Otra decisión que ha tenido un costo grande para la JCF  fue su negativa a realizar la auditoría integral de la deuda de Puerto Rico que  reclamaban importantes y amplios grupos de ciudadanos. El informe de la firma Kobre & Kim del 2018, con el cual la JCF pretendió acallar los reclamos por una verdadera auditoría de la deuda, fue un ejercicio fallido que no identificó ni fijó responsabilidades e incluso pareció excusar las actuaciones de los oficiales del gobierno de Puerto Rico y de las compañías privadas involucrados en las emisiones de bonos que llevaron nuestro país a la quiebra. Recetar austeridad al pueblo sin ni siquiera atreverse a señalar por su nombre a los responsables de la debacle ha sido un insulto inexcusable.

La JCF tampoco demostró visión ni compasión para Puerto Rico.  Compró la receta neoliberal que le vendieron sus asesores de McKinsey & Company,  y demás consultores y abogados, sin tomar en cuenta la realidad desfavorecida del país, ni la resistencia tenaz que encontrarían cuando el pueblo se sintiera atropellado. Han pasado cuatro años y se han malgastado cientos de millones de dólares de nuestro pueblo en litigios, abogados, consultores, planes fantasiosos y salarios fabulosos sin que se hayan producido logros significativos hacia la resolución de los problemas fiscales y económicos de Puerto Rico.

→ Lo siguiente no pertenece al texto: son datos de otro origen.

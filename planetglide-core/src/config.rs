//! Tuning knobs for the simulation.
//!
//! Every section deserializes with defaults for missing fields, so a config
//! file only needs to mention what it changes.

use glam::{Vec3, Vec4};
use serde::{Deserialize, Serialize};

use crate::error::{ConfigError, ensure_finite, ensure_positive, ensure_range};

/// Fixed simulation step, in seconds.
pub const DEFAULT_TICK_SECONDS: f32 = 1.0 / 60.0;

/// Top-level simulation configuration.
#[derive(Debug, Clone, PartialEq, Serialize, Deserialize)]
#[serde(default)]
pub struct SimConfig {
    /// Seconds advanced per tick before the pause gate is applied.
    pub tick_seconds: f32,
    pub planet: PlanetConfig,
    pub navigator: NavigatorConfig,
    pub camera: CameraConfig,
    pub waypoint: WaypointConfig,
    pub clouds: CloudConfig,
    pub particles: ParticleConfig,
    /// RNG seed for cloud placement and particle jitter. `None` seeds from entropy.
    pub seed: Option<u64>,
}

impl Default for SimConfig {
    fn default() -> Self {
        Self {
            tick_seconds: DEFAULT_TICK_SECONDS,
            planet: PlanetConfig::default(),
            navigator: NavigatorConfig::default(),
            camera: CameraConfig::default(),
            waypoint: WaypointConfig::default(),
            clouds: CloudConfig::default(),
            particles: ParticleConfig::default(),
            seed: None,
        }
    }
}

impl SimConfig {
    /// Validate every section.
    pub fn validate(&self) -> Result<(), ConfigError> {
        ensure_positive("tick_seconds", self.tick_seconds)?;
        self.planet.validate()?;
        self.navigator.validate()?;
        self.camera.validate()?;
        self.waypoint.validate()?;
        self.clouds.validate()?;
        self.particles.validate()
    }
}

/// The sphere everything lives on. It is always centered at the origin.
#[derive(Debug, Clone, PartialEq, Serialize, Deserialize)]
#[serde(default)]
pub struct PlanetConfig {
    /// Radius of the surface the plane glides on.
    pub radius: f32,
}

impl Default for PlanetConfig {
    fn default() -> Self {
        Self { radius: 10.0 }
    }
}

impl PlanetConfig {
    pub fn validate(&self) -> Result<(), ConfigError> {
        ensure_positive("planet.radius", self.radius)
    }
}

/// Locomotion constants for the controlled plane.
#[derive(Debug, Clone, PartialEq, Serialize, Deserialize)]
#[serde(default)]
pub struct NavigatorConfig {
    /// Forward speed in world units per second while thrusting.
    pub speed: f32,
    /// Turn rate in degrees per second at full turn intent.
    pub turn_rate_degrees: f32,
    /// Direction from the planet center where the plane starts.
    pub start_direction: Vec3,
}

impl Default for NavigatorConfig {
    fn default() -> Self {
        Self {
            speed: 6.0,
            turn_rate_degrees: 120.0,
            start_direction: Vec3::Y,
        }
    }
}

impl NavigatorConfig {
    pub fn validate(&self) -> Result<(), ConfigError> {
        ensure_positive("navigator.speed", self.speed)?;
        ensure_finite("navigator.turn_rate_degrees", self.turn_rate_degrees)?;
        if self.start_direction.try_normalize().is_none() {
            return Err(ConfigError::DegenerateStartDirection);
        }
        Ok(())
    }
}

/// Chase camera placement relative to the plane's local frame.
#[derive(Debug, Clone, PartialEq, Serialize, Deserialize)]
#[serde(default)]
pub struct CameraConfig {
    /// Distance behind the plane, along its forward axis.
    pub view_distance: f32,
    /// Height above the plane, along its local up.
    pub view_height: f32,
    /// Pitch about the camera's local right; negative looks down.
    pub pitch_degrees: f32,
}

impl Default for CameraConfig {
    fn default() -> Self {
        // Height and distance put the plane on the camera's line of sight.
        Self {
            view_distance: 5.0,
            view_height: 8.660_254,
            pitch_degrees: -60.0,
        }
    }
}

impl CameraConfig {
    pub fn validate(&self) -> Result<(), ConfigError> {
        ensure_finite("camera.view_distance", self.view_distance)?;
        ensure_finite("camera.view_height", self.view_height)?;
        ensure_finite("camera.pitch_degrees", self.pitch_degrees)
    }
}

/// Waypoint collider shape.
#[derive(Debug, Clone, PartialEq, Serialize, Deserialize)]
#[serde(default)]
pub struct WaypointConfig {
    /// Radius of each waypoint's trigger sphere.
    pub collider_radius: f32,
    /// How far the trigger sphere is lifted off the surface along the radial.
    pub lift: f32,
}

impl Default for WaypointConfig {
    fn default() -> Self {
        Self {
            collider_radius: 2.0,
            lift: 0.5,
        }
    }
}

impl WaypointConfig {
    pub fn validate(&self) -> Result<(), ConfigError> {
        ensure_positive("waypoint.collider_radius", self.collider_radius)?;
        ensure_finite("waypoint.lift", self.lift)
    }
}

/// Cloud obstacle placement, animation and dispersal.
#[derive(Debug, Clone, PartialEq, Serialize, Deserialize)]
#[serde(default)]
pub struct CloudConfig {
    /// Number of clouds scattered at random when `directions` is empty.
    pub count: usize,
    /// Explicit cloud placements as directions from the planet center.
    pub directions: Vec<Vec3>,
    /// Height of the cloud layer above the planet surface.
    pub altitude: f32,
    /// Base collider radius, multiplied by the current scale.
    pub collider_radius: f32,
    /// Base render scale.
    pub scale: f32,
    /// Altitude swing of the breathing motion.
    pub pulse_amplitude: f32,
    /// Relative scale swing of the breathing motion.
    pub pulse_scale: f32,
    /// Breathing frequency in radians per second.
    pub pulse_speed: f32,
    /// Orbital drift about each cloud's own axis, degrees per second.
    pub drift_degrees_per_second: f32,
    /// Seconds between drift direction flips.
    pub drift_flip_seconds: f32,
    /// Seconds a dispersed cloud stays intangible.
    pub cooldown_seconds: f32,
    pub dispersal: DispersalConfig,
}

impl Default for CloudConfig {
    fn default() -> Self {
        Self {
            count: 12,
            directions: Vec::new(),
            altitude: 2.0,
            collider_radius: 1.5,
            scale: 1.0,
            pulse_amplitude: 0.25,
            pulse_scale: 0.1,
            pulse_speed: 1.5,
            drift_degrees_per_second: 6.0,
            drift_flip_seconds: 8.0,
            cooldown_seconds: 5.0,
            dispersal: DispersalConfig::default(),
        }
    }
}

impl CloudConfig {
    pub fn validate(&self) -> Result<(), ConfigError> {
        ensure_positive("clouds.altitude", self.altitude)?;
        ensure_positive("clouds.collider_radius", self.collider_radius)?;
        ensure_positive("clouds.scale", self.scale)?;
        ensure_finite("clouds.pulse_amplitude", self.pulse_amplitude)?;
        ensure_finite("clouds.pulse_scale", self.pulse_scale)?;
        ensure_finite("clouds.pulse_speed", self.pulse_speed)?;
        ensure_finite("clouds.drift_degrees_per_second", self.drift_degrees_per_second)?;
        ensure_positive("clouds.drift_flip_seconds", self.drift_flip_seconds)?;
        ensure_positive("clouds.cooldown_seconds", self.cooldown_seconds)?;
        if let Some(index) = self
            .directions
            .iter()
            .position(|d| d.try_normalize().is_none())
        {
            return Err(ConfigError::DegenerateCloud(index));
        }
        if self.pulse_amplitude.abs() >= self.altitude {
            return Err(ConfigError::InvalidRange {
                field: "clouds.pulse_amplitude",
                min: self.pulse_amplitude.abs(),
                max: self.altitude,
            });
        }
        if self.pulse_scale.abs() >= 1.0 {
            return Err(ConfigError::InvalidRange {
                field: "clouds.pulse_scale",
                min: self.pulse_scale.abs(),
                max: 1.0,
            });
        }
        self.dispersal.validate()
    }
}

/// Particle burst spawned when a cloud disperses.
#[derive(Debug, Clone, PartialEq, Serialize, Deserialize)]
#[serde(default)]
pub struct DispersalConfig {
    pub min_particles: u32,
    pub max_particles: u32,
    /// Maximum tilt away from the outward direction, in degrees.
    pub spread_degrees: f32,
    pub min_speed: f32,
    pub max_speed: f32,
    /// Uniform particle scale.
    pub particle_scale: f32,
    /// Particle lifetime in seconds.
    pub particle_duration: f32,
    /// RGBA particle color.
    pub color: Vec4,
}

impl Default for DispersalConfig {
    fn default() -> Self {
        Self {
            min_particles: 3,
            max_particles: 5,
            spread_degrees: 40.0,
            min_speed: 2.0,
            max_speed: 4.0,
            particle_scale: 0.25,
            particle_duration: 1.0,
            color: Vec4::ONE,
        }
    }
}

impl DispersalConfig {
    pub fn validate(&self) -> Result<(), ConfigError> {
        ensure_range(
            "clouds.dispersal.particles",
            self.min_particles as f32,
            self.max_particles as f32,
        )?;
        ensure_finite("clouds.dispersal.spread_degrees", self.spread_degrees)?;
        ensure_positive("clouds.dispersal.min_speed", self.min_speed)?;
        ensure_positive("clouds.dispersal.max_speed", self.max_speed)?;
        ensure_range("clouds.dispersal.speed", self.min_speed, self.max_speed)?;
        ensure_positive("clouds.dispersal.particle_scale", self.particle_scale)?;
        ensure_positive("clouds.dispersal.particle_duration", self.particle_duration)
    }
}

/// Particle pool sizing.
#[derive(Debug, Clone, PartialEq, Serialize, Deserialize)]
#[serde(default)]
pub struct ParticleConfig {
    /// Number of instance slots reserved up front.
    pub capacity: usize,
}

impl Default for ParticleConfig {
    fn default() -> Self {
        Self { capacity: 500 }
    }
}

impl ParticleConfig {
    pub fn validate(&self) -> Result<(), ConfigError> {
        if self.capacity == 0 {
            return Err(ConfigError::EmptyParticlePool);
        }
        Ok(())
    }
}

#[cfg(test)]
mod tests {
    use super::*;

    #[test]
    fn test_default_config_is_valid() {
        assert_eq!(SimConfig::default().validate(), Ok(()));
    }

    #[test]
    fn test_rejects_non_positive_radius() {
        let mut config = SimConfig::default();
        config.planet.radius = 0.0;
        assert!(matches!(
            config.validate(),
            Err(ConfigError::NotPositive {
                field: "planet.radius",
                ..
            })
        ));
    }

    #[test]
    fn test_rejects_cloud_layer_at_center() {
        let mut config = SimConfig::default();
        config.clouds.altitude = 0.5;
        config.clouds.pulse_amplitude = 0.6;
        assert!(matches!(
            config.validate(),
            Err(ConfigError::InvalidRange { .. })
        ));
    }

    #[test]
    fn test_rejects_inverted_particle_range() {
        let mut config = SimConfig::default();
        config.clouds.dispersal.min_particles = 6;
        assert!(config.validate().is_err());
    }

    #[test]
    fn test_rejects_empty_pool_and_zero_start() {
        let mut config = SimConfig::default();
        config.particles.capacity = 0;
        assert_eq!(config.validate(), Err(ConfigError::EmptyParticlePool));

        let mut config = SimConfig::default();
        config.navigator.start_direction = Vec3::ZERO;
        assert_eq!(config.validate(), Err(ConfigError::DegenerateStartDirection));
    }

    #[test]
    fn test_rejects_zero_cloud_direction() {
        let mut config = SimConfig::default();
        config.clouds.directions = vec![Vec3::X, Vec3::ZERO];
        assert_eq!(config.validate(), Err(ConfigError::DegenerateCloud(1)));
    }

    #[test]
    fn test_partial_json_uses_defaults() {
        let json = r#"{ "planet": { "radius": 25.0 }, "clouds": { "count": 3 }, "seed": 7 }"#;
        let config: SimConfig = serde_json::from_str(json).unwrap();
        assert_eq!(config.planet.radius, 25.0);
        assert_eq!(config.clouds.count, 3);
        assert_eq!(config.clouds.cooldown_seconds, 5.0);
        assert_eq!(config.particles.capacity, 500);
        assert_eq!(config.seed, Some(7));
    }
}
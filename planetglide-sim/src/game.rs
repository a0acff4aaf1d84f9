//! Per-tick coordinator tying the navigator, world and particles together.

use planetglide_core::events::emit;
use planetglide_core::{
    EventSender, GameEvent, InstanceTransform, Navigator, ParticleEngine, SimConfig,
    WaypointDescriptor, WaypointId, World,
};
use tracing::{debug, info};

use crate::control::{ControlEvent, ControlState};
use crate::error::SimError;
use crate::snapshot::RenderSnapshot;
use crate::world_config::WorldConfig;

/// Owns one running simulation.
///
/// Ticks are fixed-step: each [`Game::tick`] advances by
/// `tick_seconds * time_scale`. Opening a project drops the time scale to
/// zero, so the world freezes in place until the project is closed.
#[derive(Debug)]
pub struct Game {
    config: SimConfig,
    navigator: Navigator,
    world: World,
    particles: ParticleEngine,
    controls: ControlState,
    time_scale: f32,
    current_waypoint: Option<WaypointId>,
    open_project: Option<WaypointId>,
    events: Option<EventSender>,
    cloud_buffer: Vec<InstanceTransform>,
    tick_count: u64,
}

impl Game {
    pub fn new(config: SimConfig, waypoints: &[WaypointDescriptor]) -> Result<Self, SimError> {
        let world = World::new(&config, waypoints)?;
        let navigator = Navigator::new(world.planet().radius, &config.navigator, &config.camera);
        let particles = ParticleEngine::new(config.particles.capacity);
        let cloud_buffer = world.cloud_transforms().collect();

        info!(
            "game ready: tick {:.4}s, particle capacity {}",
            config.tick_seconds, config.particles.capacity
        );

        Ok(Self {
            config,
            navigator,
            world,
            particles,
            controls: ControlState::default(),
            time_scale: 1.0,
            current_waypoint: None,
            open_project: None,
            events: None,
            cloud_buffer,
            tick_count: 0,
        })
    }

    pub fn from_world_config(world: WorldConfig) -> Result<Self, SimError> {
        Self::new(world.sim, &world.waypoints)
    }

    /// Set the channel that receives [`GameEvent`]s.
    pub fn with_event_sender(mut self, sender: EventSender) -> Self {
        self.events = Some(sender);
        self
    }

    pub fn config(&self) -> &SimConfig {
        &self.config
    }

    pub fn navigator(&self) -> &Navigator {
        &self.navigator
    }

    /// Direct access for front ends that reposition the plane.
    pub fn navigator_mut(&mut self) -> &mut Navigator {
        &mut self.navigator
    }

    pub fn world(&self) -> &World {
        &self.world
    }

    pub fn particles(&self) -> &ParticleEngine {
        &self.particles
    }

    pub fn time_scale(&self) -> f32 {
        self.time_scale
    }

    pub fn is_paused(&self) -> bool {
        self.time_scale == 0.0
    }

    /// Freeze or resume simulation time without touching any other state.
    pub fn set_paused(&mut self, paused: bool) {
        self.time_scale = if paused { 0.0 } else { 1.0 };
    }

    /// Waypoint the plane was inside as of the last tick.
    pub fn current_waypoint(&self) -> Option<WaypointId> {
        self.current_waypoint
    }

    pub fn open_project(&self) -> Option<WaypointId> {
        self.open_project
    }

    pub fn tick_count(&self) -> u64 {
        self.tick_count
    }

    pub fn handle_control(&mut self, event: ControlEvent) {
        if self.controls.apply(event) {
            self.navigator.set_intent(self.controls.intent());
            return;
        }

        match event {
            ControlEvent::Interact => self.interact(),
            ControlEvent::CloseProject => self.close_project(),
            _ => {}
        }
    }

    /// Open the project behind the current waypoint and pause. Ignored when
    /// outside every waypoint or when a project is already open.
    pub fn interact(&mut self) {
        if self.open_project.is_some() {
            return;
        }
        let Some(id) = self.current_waypoint else {
            debug!("interact ignored: no waypoint in range");
            return;
        };

        if let Some(sender) = &self.events {
            if let Some(waypoint) = self.world.waypoints().iter().find(|w| w.id() == id) {
                waypoint.open_associated_project(sender);
            }
        }
        info!("project {} opened", id);
        self.open_project = Some(id);
        self.set_paused(true);
    }

    /// Close the open project, if any, and resume.
    pub fn close_project(&mut self) {
        let Some(id) = self.open_project.take() else {
            return;
        };
        info!("project {} closed", id);
        self.send(GameEvent::ProjectClosed);
        self.set_paused(false);
    }

    /// Run one fixed step.
    pub fn tick(&mut self) {
        let dt = self.config.tick_seconds * self.time_scale;

        self.navigator.update(dt);
        let position = self.navigator.position();

        let entered = self
            .world
            .current_waypoint(position)
            .map(|w| (w.id(), w.just_hit()));
        self.current_waypoint = entered.map(|(id, _)| id);
        if let Some((id, true)) = entered {
            debug!("entered waypoint {}", id);
            self.send(GameEvent::WaypointEntered { id });
        }

        let dispersed = self
            .world
            .update_clouds(position, dt, &mut self.particles);
        for cloud in dispersed {
            self.send(GameEvent::CloudDispersed { cloud });
        }

        self.particles.update(dt);

        self.cloud_buffer.clear();
        self.cloud_buffer.extend(self.world.cloud_transforms());

        self.tick_count += 1;
    }

    pub fn snapshot(&self) -> RenderSnapshot<'_> {
        RenderSnapshot {
            plane_position: self.navigator.position(),
            plane_orientation: self.navigator.orientation(),
            camera: self.navigator.camera(),
            clouds: &self.cloud_buffer,
            particles: self.particles.transforms(),
        }
    }

    fn send(&self, event: GameEvent) {
        if let Some(sender) = &self.events {
            emit(sender, event);
        }
    }
}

Para completar, una sucesión de eventos catastróficos naturales y políticos han terminado por aplazar indefinidamente la agenda fiscal de PROMESA y la JCF, incluyendo su gran objetivo de reestructurar la deuda. Entre dichos eventos sobresalen la destrucción provocada por los huracanes Irma y María, la incompetencia y la corrupción del gobierno durante este cuatrienio y las protestas populares masivas que culminaron con la renuncia del gobernador Ricardo Rosselló, el impacto de los terremotos en el sur de Puerto Rico, y durante los últimos meses, la pandemia del COVID-19 que sigue recrudeciéndose y oscureciendo el panorama de la salud de nuestra gente, de los empleos, los negocios y la economía de Puerto Rico.

Nada de esto hubiese podido anticiparlo el presidente de Estados Unidos, Barack Obama, cuando el jueves, 30 de junio de 2016 estampó su firma en la ley del  Congreso “The Puerto Rico Oversight, Management and Economic Stability Act”, (PROMESA, por sus siglas en español). En ese momento seguramente pensó que reafirmaba el poder sobre Puerto Rico de la Cláusula Territorial del Congreso de Estados Unidos y  dotaba al “territorio” de un mecanismo jurídico que le permitiera reestructurar su deuda pública de más de $72 mil millones, y cuyos principales acreedores eran algunas de las más poderosas entidades financieras de la metrópoli estadounidense.

Así se montó todo este poderoso andamiaje jurídico y legal, ideado e implantado por la metrópoli estadounidense para zapatearse de la deuda pública de su principal colonia, el cual se ve ahora puesto en  jaque por una feroz pandemia global que, en el caso de Puerto Rico, tiene también un profundo trasfondo colonial.